Le consensus est souvent un piège. En 2013, les investisseurs se sont laissé surprendre par le rythme de la hausse boursière. En 2014, ceux qui ont parié sur une baisse du prix des obligations ont été pris au dépourvu. Les rendements ont reculé, devenant même négatifs en Europe pour les obligations à deux ans.

Quelle surprise nous réserve 2015 ? Parmi la multitude de possibilités, la plus curieuse serait le retour de la volatilité. L’indice le plus populaire de la volatilité est le Vix, qui s’intéresse au marché boursier (il mesure le coût des options, c’est-à-dire le prix que les investisseurs acceptent de payer pour s’assurer contre de fortes fluctuations du marché). Comme le montre le graphique, la crise économique de 2008 ressemble à une tempête au-dessus d’un étang ; il s’en est suivi deux bourrasques de moindre importance, puis le calme a fini par revenir. En septembre 2014, le Vix était retombé très bas par rapport à ses niveaux historiques.

Cette évolution est certainement due en grande partie à la politique monétaire ; dans les grandes économies riches, les taux d’intérêt n’ont pas augmenté depuis plusieurs années et les banques centrales sont fréquemment intervenues pour apaiser les marchés en achetant des actifs et en prêtant aux banques. Mais cela pourrait changer en 2015. La Réserve fédérale américaine (Fed) a déjà mis un terme à ses achats d’obligations et on va assister à des débats nourris sur le moment approprié pour un relèvement de ses taux. On ne sait pas si la Fed sera la première à durcir sa politique monétaire ou si elle sera précédée par la Banque d’Angleterre. Or, quand les marchés voient un taux augmenter, ils tendent à anticiper d’autres hausses.

Avis de tempête sur le marché des changes

Certes, la BCE et la Banque du Japon pourraient continuer à appuyer sur l’accélérateur monétaire pendant quelque temps encore. Mais cette divergence de politique risque d’engendrer de la volatilité sur un segment particulier : les marchés des changes. Une des opérations les plus populaires sur les marchés des changes est le “portage”, qui consiste à acheter la monnaie présentant le rendement le plus élevé, à vendre (ou à emprunter) une monnaie associée à un faible rendement, et à empocher la différence. A l’automne 2014, l’écart de rendement entre les obligations à 10 ans en Allemagne et les titres de même échéance aux Etats-Unis n’a jamais été aussi grand depuis l’introduction de l’euro.

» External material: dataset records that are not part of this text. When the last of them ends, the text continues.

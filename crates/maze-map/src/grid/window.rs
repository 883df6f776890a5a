//! 窗口平移与段落记录
//!
//! 平移是保持"当前/起点/终点都在窗口内"这一不变量的唯一手段。
//! 平移时存储整体移动 `amount` 格，腾出的单元清空，三个位置同步平移。

use super::{Cell, GRID_SIZE, Grid, SIZE};
use crate::MapError;
use crate::direction::Direction;
use crate::position::Position;
use tracing::debug;

impl Grid {
    /// 内容向北（+y）平移
    pub fn shift_north(&mut self, amount: u8) -> Result<(), MapError> {
        self.translate(0, amount as i16)
    }

    /// 内容向南（-y）平移
    pub fn shift_south(&mut self, amount: u8) -> Result<(), MapError> {
        self.translate(0, -(amount as i16))
    }

    /// 内容向东（+x）平移
    pub fn shift_east(&mut self, amount: u8) -> Result<(), MapError> {
        self.translate(amount as i16, 0)
    }

    /// 内容向西（-x）平移
    pub fn shift_west(&mut self, amount: u8) -> Result<(), MapError> {
        self.translate(-(amount as i16), 0)
    }

    fn translate(&mut self, dx: i16, dy: i16) -> Result<(), MapError> {
        if dx == 0 && dy == 0 {
            return Ok(());
        }
        let delta = Position::new(dx, dy);

        // 先检查，再修改：失败时网格保持原样
        let mut tracked = vec![("start", self.start), ("current", self.here)];
        if let Some(finish) = self.finish {
            tracked.push(("finish", finish));
        }
        for (what, pos) in tracked {
            let moved = pos + delta;
            if !self.contains(moved) {
                return Err(MapError::WindowOverflow {
                    what,
                    x: moved.x,
                    y: moved.y,
                    size: GRID_SIZE,
                });
            }
        }

        let old = self.cells;
        for x in 0..SIZE {
            for y in 0..SIZE {
                let source = Position::new(x - dx, y - dy);
                self.cells[x as usize][y as usize] = if self.contains(source) {
                    old[source.x as usize][source.y as usize]
                } else {
                    Cell::EMPTY
                };
            }
        }

        self.start = self.start + delta;
        self.here = self.here + delta;
        self.finish = self.finish.map(|f| f + delta);
        self.anchor = self.anchor + delta;

        debug!(dx, dy, anchor = %self.anchor, "Grid window shifted");
        Ok(())
    }

    /// 记录一段沿 `heading` 长 `length` 格的直线行驶
    ///
    /// 1. 计算新位置；越过窗口边界时先平移，恰好把新位置带到边界索引
    ///    （当前位置保持在 `[1, N-1]`，保证南/西邻格可寻址）
    /// 2. 对途经的每条单位边计数 +1（不仅是两端）
    ///
    /// 返回新的当前位置（窗口坐标）。
    pub fn advance(&mut self, heading: Direction, length: u8) -> Result<Position, MapError> {
        let target = self.here.step(heading, length as i16);

        match heading {
            Direction::North if target.y > SIZE - 1 => {
                self.translate(0, (SIZE - 1) - target.y)?;
            },
            Direction::South if target.y < 1 => {
                self.translate(0, 1 - target.y)?;
            },
            Direction::East if target.x > SIZE - 1 => {
                self.translate((SIZE - 1) - target.x, 0)?;
            },
            Direction::West if target.x < 1 => {
                self.translate(1 - target.x, 0)?;
            },
            _ => {},
        }

        let mut cursor = self.here;
        for _ in 0..length {
            self.add_mark(cursor, heading);
            cursor = cursor.neighbor(heading);
        }
        self.set_here(cursor);
        Ok(cursor)
    }
}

Les opérations de portage sont donc redevenues intéressantes.

Vers un recul des actions ?

Une autre source de volatilité potentielle est la Bourse. Les analystes baissiers prédisent depuis longtemps que le retrait du soutien des banques centrales entraînera un recul des actions, qui sont surévaluées, en particulier à Wall Street. Les analystes haussiers annoncent quant à eux une accélération de la croissance mondiale qui permettra la poursuite de la hausse des cours amorcée en 2009. Ils soulignent la solidité des bénéfices des sociétés, avant tout aux Etats-Unis, et prévoient qu’ils augmenteront encore en 2015.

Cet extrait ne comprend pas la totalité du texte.